Braseiro

Em meio à rua, um homem procura alívio. Antes de abrir a braguilha, e desabotoar o botão da calça, olha para os lados furtivamente. A parede do edifício que abriga a Receita Federal, na altura do número 555 da Marechal Deodoro, o protege de possíveis olhares. A obra do prédio dos Correios também garante que outros olhos não flagrem a cena – a caçamba, e o tapume são sólidos e altos o bastante para garantir a privacidade, e o anonimato, de seu ato.

De qualquer forma, os poucos pedestres que ainda caminham pelas calçadas de petit-pavé da João Negrão o fazem distraidamente – o brilho da tela dos celulares é forte o suficiente para ser visto da sacada do sétimo andar. São quase dez da noite. Nos escritórios da Marechal Deodoro, em meio à escuridão, as pequenas luzes dos computadores, ainda ligados, piscam incessantemente.

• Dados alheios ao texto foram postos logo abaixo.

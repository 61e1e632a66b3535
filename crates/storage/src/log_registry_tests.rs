use super::*;
use tempfile::tempdir;

#[test]
fn lazily_creates_one_log_per_project() {
    let dir = tempdir().unwrap();
    let registry = LogRegistry::new(dir.path(), RotationPolicy::default());
    let id = ProjectId::new();

    registry.append(&id, Direction::Client, serde_json::json!("hi")).unwrap();
    let expected_dir = dir.path().join("projects").join(id.as_str()).join("logs");
    assert!(expected_dir.exists());
}

#[test]
fn repeated_lookups_return_the_same_log_handle() {
    let dir = tempdir().unwrap();
    let registry = LogRegistry::new(dir.path(), RotationPolicy::default());
    let id = ProjectId::new();

    registry.append(&id, Direction::Client, serde_json::json!("a")).unwrap();
    registry.append(&id, Direction::Agent, serde_json::json!("b")).unwrap();

    let since = chrono::DateTime::<chrono::Utc>::MIN_UTC;
    let messages = registry.messages_since(&id, since).unwrap();
    assert_eq!(messages.len(), 2);
}

#[test]
fn different_projects_get_independent_logs() {
    let dir = tempdir().unwrap();
    let registry = LogRegistry::new(dir.path(), RotationPolicy::default());
    let a = ProjectId::new();
    let b = ProjectId::new();

    registry.append(&a, Direction::Client, serde_json::json!("for a")).unwrap();

    let since = chrono::DateTime::<chrono::Utc>::MIN_UTC;
    assert_eq!(registry.messages_since(&a, since).unwrap().len(), 1);
    assert!(registry.messages_since(&b, since).unwrap().is_empty());
}
use super::*;
use crate::broadcast::Broadcaster;
use async_trait::async_trait;
use futures_util::{SinkExt, StreamExt};
use tempfile::tempdir;
use tether_executor::{AgentExecutor, ExecutionOutcome, ExecutorError};
use tether_storage::{LogRegistry, ProjectRegistry, RegistryConfig, RotationPolicy};
use tether_wire::ExecuteOptions;
use tokio_tungstenite::tungstenite::client::IntoClientRequest;

struct IdleExecutor;

#[async_trait]
impl AgentExecutor for IdleExecutor {
    async fn execute(
        &self,
        _project_id: &tether_core::ProjectId,
        _prompt: String,
        _options: ExecuteOptions,
    ) -> Result<ExecutionOutcome, ExecutorError> {
        Err(ExecutorError::ProcessNotActive)
    }

    async fn kill(&self, _project_id: &tether_core::ProjectId) -> Result<(), ExecutorError> {
        Err(ExecutorError::ProcessNotActive)
    }
}

async fn spawn_server(config: ServerConfig) -> (SocketAddr, CancellationToken, tempfile::TempDir) {
    let dir = tempdir().unwrap();
    let registry = Arc::new(ProjectRegistry::new(dir.path(), RegistryConfig::default()));
    let logs = Arc::new(LogRegistry::new(dir.path(), RotationPolicy::default()));
    let connections = Arc::new(ConnectionTable::new(config.max_connections, config.max_connections_per_ip));
    let broadcaster = Arc::new(Broadcaster::new(connections.clone()));
    let state = Arc::new(ServerState {
        registry,
        logs,
        executor: Arc::new(IdleExecutor),
        connections,
        broadcaster,
    });

    let listener = TcpListener::bind("127.0.0.1:0").await.unwrap();
    let addr = listener.local_addr().unwrap();
    let rate_limiter = Arc::new(RateLimiter::new(1000));
    let shutdown = CancellationToken::new();

    tokio::spawn(accept_loop(listener, state, Arc::new(config), rate_limiter, shutdown.clone()));

    (addr, shutdown, dir)
}

#[tokio::test]
async fn a_project_list_request_gets_a_project_list_reply() {
    let (addr, shutdown, _dir) = spawn_server(ServerConfig::default()).await;
    let (mut ws, _) = tokio_tungstenite::connect_async(format!("ws://{addr}")).await.unwrap();

    ws.send(Message::Text(r#"{"type":"project_list"}"#.into())).await.unwrap();
    let reply = tokio::time::timeout(Duration::from_secs(2), ws.next())
        .await
        .expect("reply within timeout")
        .expect("stream open")
        .expect("no transport error");

    let Message::Text(text) = reply else { panic!("expected a text frame") };
    let value: serde_json::Value = serde_json::from_str(&text).unwrap();
    assert_eq!(value["type"], "project_list");

    shutdown.cancel();
}

#[tokio::test]
async fn a_malformed_frame_gets_a_validation_error_reply() {
    let (addr, shutdown, _dir) = spawn_server(ServerConfig::default()).await;
    let (mut ws, _) = tokio_tungstenite::connect_async(format!("ws://{addr}")).await.unwrap();

    ws.send(Message::Text(r#"{"type":"not_a_real_type"}"#.into())).await.unwrap();
    let reply = tokio::time::timeout(Duration::from_secs(2), ws.next())
        .await
        .expect("reply within timeout")
        .expect("stream open")
        .expect("no transport error");

    let Message::Text(text) = reply else { panic!("expected a text frame") };
    let value: serde_json::Value = serde_json::from_str(&text).unwrap();
    assert_eq!(value["type"], "error");
    assert_eq!(value["data"]["code"], "UNKNOWN_MESSAGE_TYPE");

    shutdown.cancel();
}

#[tokio::test]
async fn a_disallowed_origin_is_rejected_at_the_handshake() {
    let mut config = ServerConfig::default();
    config.allowed_origins = vec!["https://allowed.example".to_string()];
    let (addr, shutdown, _dir) = spawn_server(config).await;

    let mut request = format!("ws://{addr}").into_client_request().unwrap();
    request
        .headers_mut()
        .insert("Origin", "https://not-allowed.example".parse().unwrap());

    let result = tokio_tungstenite::connect_async(request).await;
    assert!(result.is_err());

    shutdown.cancel();
}
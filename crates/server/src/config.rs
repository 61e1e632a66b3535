//! Runtime tunables for the connection layer. `tether-daemon` builds one
//! of these from its CLI/env configuration; nothing here reads the environment directly.

use std::time::Duration;

#[derive(Debug, Clone)]
pub struct ServerConfig {
    pub ping_interval: Duration,
    pub pong_timeout: Duration,
    pub idle_timeout: Duration,
    pub max_message_size: usize,
    pub max_connections: usize,
    pub max_connections_per_ip: usize,
    pub connections_per_ip_rate: u32,
    /// Empty means "allow every origin" — useful for local/dev use where no browser
    /// client is involved, tightened by deployments that front this with a browser UI.
    pub allowed_origins: Vec<String>,
}

impl Default for ServerConfig {
    fn default() -> Self {
        Self {
            ping_interval: Duration::from_secs(30),
            pong_timeout: Duration::from_secs(10),
            idle_timeout: Duration::from_secs(5 * 60),
            max_message_size: 1024 * 1024,
            max_connections: 100,
            max_connections_per_ip: 10,
            connections_per_ip_rate: 60,
            allowed_origins: Vec::new(),
        }
    }
}
#![cfg_attr(test, allow(clippy::panic))]
#![cfg_attr(test, allow(clippy::unwrap_used))]
#![cfg_attr(test, allow(clippy::expect_used))]

pub mod command;
pub mod error;
pub mod parse;
pub mod process;

pub use error::ExecutorError;
pub use process::{
    AgentExecutor, ExecutionOutcome, ExecutorConfig, NullNotifier, ProcessExecutor, StateNotifier,
};
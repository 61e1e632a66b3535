//! Dispatches one decoded client message to its handler.
//!
//! Every dispatch runs under three layers, innermost first: schema validation (did the
//! message carry what this handler needs), the handler itself, then panic recovery and
//! structured logging wrapping the whole call. A handler panicking never takes the
//! connection down with it — the router turns it into an `INTERNAL_ERROR` reply.

use crate::broadcast::Broadcaster;
use crate::connections::ConnectionTable;
use futures_util::FutureExt;
use std::panic::AssertUnwindSafe;
use std::path::PathBuf;
use std::sync::Arc;
use tether_core::{ErrorCode, ProjectId, SessionId};
use tether_executor::AgentExecutor;
use tether_storage::{LogRegistry, ProjectRegistry};
use tether_wire::{ClientMessage, ClientMessageKind, ServerMessage};
use tracing::{debug, error, warn, Instrument};

pub struct ServerState {
    pub registry: Arc<ProjectRegistry>,
    pub logs: Arc<LogRegistry>,
    pub executor: Arc<dyn AgentExecutor>,
    pub connections: Arc<ConnectionTable>,
    pub broadcaster: Arc<Broadcaster>,
}

struct HandlerError {
    project_id: Option<ProjectId>,
    code: ErrorCode,
    message: String,
    details: Option<serde_json::Value>,
}

impl HandlerError {
    fn validation(message: impl Into<String>) -> Self {
        Self { project_id: None, code: ErrorCode::ValidationFailed, message: message.into(), details: None }
    }
}

impl From<tether_storage::RegistryError> for HandlerError {
    fn from(e: tether_storage::RegistryError) -> Self {
        Self { project_id: None, code: e.code(), message: e.to_string(), details: None }
    }
}

impl From<tether_executor::ExecutorError> for HandlerError {
    fn from(e: tether_executor::ExecutorError) -> Self {
        let details = e.details();
        Self { project_id: None, code: e.code(), message: e.to_string(), details }
    }
}

impl From<tether_storage::LogError> for HandlerError {
    fn from(e: tether_storage::LogError) -> Self {
        Self { project_id: None, code: e.code(), message: e.to_string(), details: None }
    }
}

/// Entry point called once per inbound frame, spawned onto its own task by the
/// connection read loop so one slow handler never blocks the next message.
pub async fn dispatch(state: Arc<ServerState>, session_id: SessionId, message: ClientMessage) {
    let type_name = message.kind.type_name();
    let span = tracing::info_span!("router.dispatch", %session_id, r#type = type_name);
    async move {
        let start = std::time::Instant::now();
        let result = AssertUnwindSafe(handle(&state, &session_id, message)).catch_unwind().await;
        let elapsed_ms = start.elapsed().as_millis() as u64;

        match result {
            Ok(Ok(())) => debug!(elapsed_ms, "handled"),
            Ok(Err(err)) => {
                warn!(elapsed_ms, code = %err.code, error = %err.message, "handler rejected message");
                let reply = match err.details {
                    Some(details) => {
                        ServerMessage::error_with_details(err.project_id, err.code, err.message, details)
                    }
                    None => ServerMessage::error(err.project_id, err.code, err.message),
                };
                send_to(&state.connections, &session_id, reply);
            }
            Err(_) => {
                error!(elapsed_ms, "handler panicked");
                send_to(
                    &state.connections,
                    &session_id,
                    ServerMessage::error(None, ErrorCode::InternalError, "internal error"),
                );
            }
        }
    }
    .instrument(span)
    .await
}

fn send_to(connections: &ConnectionTable, session_id: &SessionId, message: ServerMessage) {
    if let Some(handle) = connections.get(session_id) {
        if handle.sender.try_send(message).is_err() {
            warn!(%session_id, "dropped reply, session's outbound queue is full or closed");
        }
    }
}

/// Resolve the project a handler should act on: the explicit `project_id` the client
/// sent, falling back to whatever project the session currently has joined.
fn require_project_id(
    state: &ServerState,
    session_id: &SessionId,
    message: &ClientMessage,
) -> Result<ProjectId, HandlerError> {
    message
        .project_id
        .clone()
        .or_else(|| state.broadcaster.current_project(session_id))
        .ok_or_else(|| HandlerError::validation("project_id is required and no project is joined"))
}

async fn handle(
    state: &ServerState,
    session_id: &SessionId,
    message: ClientMessage,
) -> Result<(), HandlerError> {
    match message.kind {
        ClientMessageKind::ProjectCreate { path } => {
            if path.trim().is_empty() {
                return Err(HandlerError::validation("path must not be empty"));
            }
            let project = state.registry.create(PathBuf::from(path))?;
            send_to(&state.connections, session_id, ServerMessage::ProjectState(project));
            Ok(())
        }

        ClientMessageKind::ProjectDelete => {
            let project_id = require_project_id(state, session_id, &message)?;
            state.registry.delete(&project_id)?;
            state.logs.forget(&project_id);
            state
                .broadcaster
                .broadcast(&project_id, ServerMessage::ProjectDeleted { project_id: project_id.clone() })
                .await;
            state.broadcaster.drop_project(&project_id);
            Ok(())
        }

        ClientMessageKind::ProjectList => {
            let projects = state.registry.list();
            send_to(&state.connections, session_id, ServerMessage::ProjectList(projects));
            Ok(())
        }

        ClientMessageKind::ProjectJoin => {
            let project_id = message
                .project_id
                .clone()
                .ok_or_else(|| HandlerError::validation("project_id is required"))?;
            if state.registry.get(&project_id).is_none() {
                return Err(HandlerError {
                    project_id: Some(project_id),
                    code: ErrorCode::ProjectNotFound,
                    message: "project not found".into(),
                    details: None,
                });
            }
            state.broadcaster.subscribe(project_id.clone(), session_id.clone());
            send_to(&state.connections, session_id, ServerMessage::ProjectJoined { project_id });
            Ok(())
        }

        ClientMessageKind::ProjectLeave => {
            let project_id = require_project_id(state, session_id, &message)?;
            state.broadcaster.unsubscribe(&project_id, session_id);
            Ok(())
        }

        ClientMessageKind::Execute { prompt, options } => {
            if prompt.trim().is_empty() {
                return Err(HandlerError::validation("prompt must not be empty"));
            }
            let project_id = require_project_id(state, session_id, &message)?;
            let outcome = state
                .executor
                .execute(&project_id, prompt, options)
                .await
                .map_err(|e| {
                    let mut err: HandlerError = e.into();
                    err.project_id = Some(project_id.clone());
                    err
                })?;
            for agent_message in outcome.messages {
                state
                    .broadcaster
                    .broadcast(
                        &project_id,
                        ServerMessage::AgentMessage { project_id: project_id.clone(), message: agent_message },
                    )
                    .await;
            }
            Ok(())
        }

        ClientMessageKind::AgentNewSession => {
            let project_id = require_project_id(state, session_id, &message)?;
            state.registry.clear_session(&project_id)?;
            if let Some(project) = state.registry.get(&project_id) {
                send_to(&state.connections, session_id, ServerMessage::ProjectState(project));
            }
            Ok(())
        }

        ClientMessageKind::AgentKill => {
            let project_id = require_project_id(state, session_id, &message)?;
            state.executor.kill(&project_id).await.map_err(|e| {
                let mut err: HandlerError = e.into();
                err.project_id = Some(project_id.clone());
                err
            })?;
            Ok(())
        }

        ClientMessageKind::GetMessages { since } => {
            let project_id = require_project_id(state, session_id, &message)?;
            let messages = state.logs.messages_since(&project_id, since)?;
            send_to(
                &state.connections,
                session_id,
                ServerMessage::Messages { project_id, messages },
            );
            Ok(())
        }
    }
}

#[cfg(test)]
#[path = "router_tests.rs"]
mod tests;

Já não há o característico cheiro de comida chinesa do restaurante no térreo; nem o entra e sai da academia do primeiro andar. Cessaram também as filas da Previdência, logo na esquina; e os pedidos de trocado nas proximidades do Guaíra. Trago o cigarro enquanto observo uma Curitiba de passos sonolentos.

As três pistas que deixam a Praça Santos Andrade, e se transformam em quatro ao cruzar a Marechal, exibem seu asfalto iluminado por lâmpadas amareladas. O caminho segue cortando o breu do céu noturno até convergir com o horizonte – o limite imaginário da altura dos meus olhos. O mar de luzes brancas e amarelas dos prédios se estende ao longo do trajeto.

Um homem, visivelmente alterado, adentra a rua com passos cambaleantes. O vulto diminuto estufa o peito, e passa a bradar aos céus: “Wilson! Eu te odeio, Wilson!”. As luzes permanecem impassíveis: os sinaleiros abrem e fecham, os carros freiam, os cigarros se acendem, os computadores piscam. Sem resposta, a lamúria não perdura – o rancor se esvai com a brisa gélida, até que os gritos cessem. Restabelecido, o silêncio noturno só é interrompido pelos poucos veículos que permanecem circulando.

O que ainda resta do tabaco escorrega por entre os meus dedos. Silenciosamente, a chama se apaga até sumir na imensidão branca da calçada. Já não há pedestre à vista. Amanhã, ao som do trânsito feroz, e sob a névoa de aroma engordurado de comida chinesa, seus restos devem ser recolhidos. Fecho a porta da sacada, deixo a brasa que resta da cidade para fora.